Woran erkennt man denn Scharlatane in der Medizin?
Alles was zu schön klingt, um wahr zu sein, ist meistens auch nicht wahr. Wann immer versprochen wird, dass ein Mittel ohne Nebenwirkungen quasi alles heilt, kann das einfach nicht sein: Alles, was wirkt, kann Nebenwirkungen haben. Oft spielt auch das „Guru-tum“ mit: Es gibt viele Menschen, die von der normalen Medizin so enttäuscht sind, wo sie sich abgefertigt und durchgeschleust fühlen und sich dann wider jede Vernunft an solche Gurus wenden und im Wunsch Hilfe zu erfahren, vieles Rationale ausblenden.
Viele Menschen suchen in alternativen Methoden jene Zuwendungsmedizin, die sie in der sogenannten Schulmedizin nicht mehr erleben.

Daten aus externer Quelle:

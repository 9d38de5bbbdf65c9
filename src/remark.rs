//! 비고란 자유 텍스트에서 압력 값을 추출한다.

use crate::units::{to_mpa, PressureUnit};

/// 비고란에 압력 표기가 없을 때 사용하는 기본 압력 [MPa].
pub const DEFAULT_PRESSURE_MPA: f64 = 0.5;

/// 비고란에서 압력 [MPa]을 추출한다.
///
/// "mpa"를 먼저, 없거나 해석되지 않으면 "bar"를 찾는다(대소문자 무시).
/// 각 표기는 가장 왼쪽 한 곳만 보며, 바로 앞에 붙은 숫자(`0-9`, `.`, `-`)를
/// 값으로 읽는다. 둘 다 실패하면 [`DEFAULT_PRESSURE_MPA`]를 돌려준다.
pub fn extract_pressure(remark: &str) -> f64 {
    [PressureUnit::MegaPascal, PressureUnit::Bar]
        .into_iter()
        .find_map(|unit| value_before_marker(remark, unit.marker()).map(|v| to_mpa(v, unit)))
        .unwrap_or(DEFAULT_PRESSURE_MPA)
}

fn value_before_marker(remark: &str, marker: &str) -> Option<f64> {
    // ASCII 소문자화는 바이트 길이를 바꾸지 않으므로 인덱스를 원문에 그대로 쓴다.
    let lower = remark.to_ascii_lowercase();
    let idx = lower.find(marker)?;
    if idx == 0 {
        return None;
    }

    let bytes = lower.as_bytes();
    let mut start = idx;
    while start > 0 && is_number_byte(bytes[start - 1]) {
        start -= 1;
    }
    if start == idx {
        return None;
    }
    remark[start..idx].parse::<f64>().ok()
}

fn is_number_byte(b: u8) -> bool {
    b.is_ascii_digit() || b == b'.' || b == b'-'
}
/// 1 m에 해당하는 mm 수.
const MM_PER_M: f64 = 1000.0;

/// 밀리미터를 미터로 변환한다.
pub fn mm_to_m(value_mm: f64) -> f64 {
    value_mm / MM_PER_M
}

Ist es damit nicht genau die normale Medizin, die Patienten in diese Richtung treibt?
Als Ärzte studieren wir Humanmedizin – wir müssen den humanen Aspekt wieder in die Mitte zurückholen. Sei das durch mehr Zeit, mehr Zuwendung, mehr Empathie. Auf der anderen Seite muss es auch die hoch spezialisierte Notfall-Medizin geben. Mehr Menschlichkeit tut nicht nur den Patienten gut, sondern auch den Menschen, die im Gesundheitssystem arbeiten. Für mich machen zwei Dinge gute Medizin aus: Das ist zum einen die wissenschaftliche Basis, was nachweislich wirkt und zum anderen die ärztliche Heilkunst, der zwischenmenschliche Faktor, durch den eine Komplizenschaft zwischen Patient und Arzt entsteht.